Re: [PATCH v8 00/13] fold per-CPU vmstats remotely

From: Michal Hocko
Date: Wed May 24 2023 - 08:52:11 EST


[Sorry for a late response but I was conferencing last two weeks and now
catching up]

On Mon 15-05-23 15:00:15, Marcelo Tosatti wrote:
[...]
> v8
> - Add summary of discussion on -v7 to cover letter

Thanks this is very useful! This helps to frame the further discussion.

I believe the most important question to answer is this in fact
> I think what needs to be done is to avoid new queue_work_on()
> users from being introduced in the tree (the number of
> existing ones is finite and can therefore be fixed).
>
> Agree with the criticism here, however, i can't see other
> options than the following:
>
> 1) Given an activity, which contains a sequence of instructions
> to execute on a CPU, to change the algorithm
> to execute that code remotely (therefore avoid interrupting a CPU),
> or to avoid the interruption somehow (which must be dealt with
> on a case-by-case basis).
>
> 2) To block that activity from happening in the first place,
> for the sites where it can be blocked (that return errors to
> userspace, for example).
>
> 3) Completly isolate the CPU from the kernel (off-line it).
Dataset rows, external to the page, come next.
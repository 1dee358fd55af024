// src/application/access.rs
use crate::{
    application::{
        dto::AuthenticatedUser,
        error::{ApplicationError, ApplicationResult},
    },
    domain::{
        access::RoleOracle,
        publisher::{StaffRepository, StaffRole},
        user::UserRepository,
    },
};
use std::sync::Arc;

/// Loads the capability snapshot for an authenticated actor.
pub struct AccessResolver {
    user_repo: Arc<dyn UserRepository>,
    staff_repo: Arc<dyn StaffRepository>,
}

impl AccessResolver {
    pub fn new(user_repo: Arc<dyn UserRepository>, staff_repo: Arc<dyn StaffRepository>) -> Self {
        Self {
            user_repo,
            staff_repo,
        }
    }

    pub async fn resolve(&self, actor: &AuthenticatedUser) -> ApplicationResult<RoleOracle> {
        let user = self
            .user_repo
            .find_by_id(actor.id)
            .await?
            .ok_or_else(|| ApplicationError::unauthorized("unknown user"))?;
        let editor_of = self
            .staff_repo
            .publishers_for(user.id, StaffRole::Editor)
            .await?;
        Ok(RoleOracle::new(user, editor_of))
    }
}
I agree that a reliable cpu isolation implementation needs to address
queue_work_on problem. And it has to do that _realiably_. This cannot by
achieved by an endless whack-a-mole and chasing each new instance. There
must be a more systematic approach. One way would be to change the
semantic of schedule_work_on and fail call for an isolated CPU. The
caller would have a way to fallback and handle the operation by other
means. E.g. vmstat could simply ignore folding pcp data because an
imprecision shouldn't really matter. Other callers might chose to do the
operation remotely. This is a lot of work, no doubt about that, but it
is a long term maintainable solution that doesn't give you new surprises
with any new released kernel. There are likely other remote interfaces
that would need to follow that scheme.

If the cpu isolation is not planned to be worth that time investment
then I do not think it is also worth reducing a highly optimized vmstat
code. These stats are invoked from many hot paths and per-cpu
implementation has been optimized for that case. If your workload would
like to avoid that as disturbing then you already have a quiet_vmstat
precedence so find a way how to use it for your workload instead.

--
Michal Hocko
SUSE Labs